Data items
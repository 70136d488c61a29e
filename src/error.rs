//! Error types and HTTP error response handling.
//!
//! This module defines all application errors and how they are converted
//! into HTTP responses with appropriate status codes and JSON bodies.
//! Stores and services return `AppError` too, so a ledger rule violation
//! reaches the client without any intermediate translation.

use axum::{
    Json,
    http::StatusCode,
    response::{IntoResponse, Response},
};
use serde_json::json;
use uuid::Uuid;

/// Reason a transfer request was rejected during validation.
///
/// Checked in declaration order; the first failing rule is reported.
/// Nothing is written to the database when a transfer is rejected.
#[derive(Debug, Clone, PartialEq, Eq, thiserror::Error)]
pub enum TransferRejection {
    #[error("Cannot transfer to the same card")]
    SameCard,

    #[error("Source card is not active")]
    SourceCardInactive,

    #[error("Destination card is not active")]
    DestinationCardInactive,

    #[error("Amount must be positive")]
    NonPositiveAmount,

    #[error("Insufficient funds")]
    InsufficientFunds,

    #[error("Transfer amount exceeds limit of {limit}")]
    AmountExceedsLimit { limit: i64 },

    /// The currency stated in the request differs from the source card's.
    #[error("Source card currency ({card}) doesn't match transfer currency ({requested})")]
    CurrencyMismatch { card: String, requested: String },

    /// The two cards hold different currencies. No conversion is done.
    #[error("Currency mismatch: source card ({from}) and destination card ({to})")]
    CrossCurrency { from: String, to: String },
}

impl TransferRejection {
    /// Stable machine-readable reason code.
    pub fn code(&self) -> &'static str {
        match self {
            TransferRejection::SameCard => "same_card",
            TransferRejection::SourceCardInactive => "source_card_inactive",
            TransferRejection::DestinationCardInactive => "destination_card_inactive",
            TransferRejection::NonPositiveAmount => "non_positive_amount",
            TransferRejection::InsufficientFunds => "insufficient_funds",
            TransferRejection::AmountExceedsLimit { .. } => "amount_exceeds_limit",
            TransferRejection::CurrencyMismatch { .. } => "currency_mismatch",
            TransferRejection::CrossCurrency { .. } => "cross_currency",
        }
    }
}

/// Application-wide error type.
///
/// This enum represents all possible errors that can occur in the application.
/// Each variant maps to a specific HTTP status code and error message.
///
/// # Error Categories
///
/// - **Database Errors**: Any sqlx::Error from database operations
/// - **Authentication Errors**: Invalid or missing API keys, missing role
/// - **Resource Errors**: Requested card or transfer not found (or not visible)
/// - **Ledger Errors**: Rejected transfers, illegal status changes, conflicts
/// - **Validation Errors**: Invalid request data
#[derive(Debug, thiserror::Error)]
pub enum AppError {
    /// Database operation failed (e.g., connection error, query error).
    ///
    /// This wraps any sqlx::Error using the `#[from]` attribute, which
    /// automatically implements `From<sqlx::Error> for AppError`.
    #[error("Database error: {0}")]
    Database(#[from] sqlx::Error),

    /// API key is missing, invalid, or inactive.
    ///
    /// Returns HTTP 401 Unauthorized.
    #[error("Invalid API key")]
    InvalidApiKey,

    /// Authenticated, but the route needs the admin role.
    ///
    /// Returns HTTP 403 Forbidden.
    #[error("Insufficient permissions")]
    Forbidden,

    /// Card does not exist or is not visible to the caller.
    ///
    /// Returns HTTP 404 Not Found. "Not yours" and "does not exist" are
    /// indistinguishable on purpose.
    #[error("Card not found")]
    CardNotFound,

    /// Transfer does not exist or the caller is not a participant.
    ///
    /// Returns HTTP 404 Not Found.
    #[error("Transfer not found")]
    TransferNotFound,

    /// Duplicate card number, or delete of a card that still holds money
    /// or has transfer history.
    ///
    /// Returns HTTP 409 Conflict.
    #[error("{0}")]
    Conflict(String),

    /// Transfer failed validation. Nothing was written.
    ///
    /// Returns HTTP 422 Unprocessable Entity with the rejection's code.
    #[error("{0}")]
    InvalidTransfer(#[from] TransferRejection),

    /// Status change not allowed from the current state.
    ///
    /// Returns HTTP 409 Conflict.
    #[error("{0}")]
    InvalidTransition(String),

    /// Transfer passed validation but could not be applied.
    ///
    /// The transfer was recorded as FAILED (when that write succeeded)
    /// and both card balances are unchanged.
    /// Returns HTTP 500 Internal Server Error; `reason` is not exposed.
    #[error("Transfer failed: {reason}")]
    TransferFailed {
        transfer_id: Option<Uuid>,
        reason: String,
    },

    /// Request body or parameters are invalid.
    ///
    /// Returns HTTP 400 Bad Request.
    /// The String contains details about what was invalid.
    #[error("Invalid request")]
    InvalidRequest(String),
}

impl AppError {
    /// HTTP status and machine-readable code for this error.
    pub fn status_and_code(&self) -> (StatusCode, &'static str) {
        match self {
            AppError::InvalidApiKey => (StatusCode::UNAUTHORIZED, "invalid_api_key"),
            AppError::Forbidden => (StatusCode::FORBIDDEN, "forbidden"),
            AppError::CardNotFound => (StatusCode::NOT_FOUND, "card_not_found"),
            AppError::TransferNotFound => (StatusCode::NOT_FOUND, "transfer_not_found"),
            AppError::Conflict(_) => (StatusCode::CONFLICT, "conflict"),
            AppError::InvalidTransfer(reason) => (StatusCode::UNPROCESSABLE_ENTITY, reason.code()),
            AppError::InvalidTransition(_) => (StatusCode::CONFLICT, "invalid_transition"),
            AppError::TransferFailed { .. } => {
                (StatusCode::INTERNAL_SERVER_ERROR, "transfer_failed")
            }
            AppError::InvalidRequest(_) => (StatusCode::BAD_REQUEST, "invalid_request"),
            AppError::Database(_) => (StatusCode::INTERNAL_SERVER_ERROR, "internal_error"),
        }
    }
}

/// Convert AppError into an HTTP response.
///
/// This implementation allows Axum handlers to return `Result<T, AppError>`
/// and have errors automatically converted to proper HTTP responses.
///
/// # Response Format
///
/// All errors return JSON in this format:
/// ```json
/// {
///   "error": {
///     "code": "error_type",
///     "message": "Human-readable error message"
///   }
/// }
/// ```
///
/// `transfer_failed` responses also carry `"transfer_id"` when the failed
/// transfer was recorded.
///
/// # Status Code Mapping
///
/// - `InvalidApiKey` → 401 Unauthorized
/// - `Forbidden` → 403 Forbidden
/// - `CardNotFound` / `TransferNotFound` → 404 Not Found
/// - `Conflict` / `InvalidTransition` → 409 Conflict
/// - `InvalidTransfer` → 422 Unprocessable Entity
/// - `InvalidRequest` → 400 Bad Request
/// - `TransferFailed` / `Database` → 500 Internal Server Error (hides details from client)
impl IntoResponse for AppError {
    fn into_response(self) -> Response {
        let (status, code) = self.status_and_code();

        let message = match &self {
            AppError::InvalidRequest(msg) => msg.clone(),
            AppError::Database(_) => "An internal error occurred".to_string(),
            AppError::TransferFailed { .. } => "Transfer could not be completed".to_string(),
            other => other.to_string(),
        };

        // Build JSON response body
        let body = match &self {
            AppError::TransferFailed {
                transfer_id: Some(id),
                ..
            } => json!({
                "error": {
                    "code": code,
                    "message": message,
                    "transfer_id": id
                }
            }),
            _ => json!({
                "error": {
                    "code": code,
                    "message": message
                }
            }),
        };

        // Return the response with status code and JSON body
        (status, Json(body)).into_response()
    }
}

PROBLEM REQUIREMENTS
In the entries above, which lines hold the string "client"? Report all of them.

YOUR SOLUTION
//! reaches the client without any intermediate translation.
/// - `TransferFailed` / `Database` → 500 Internal Server Error (hides details from client)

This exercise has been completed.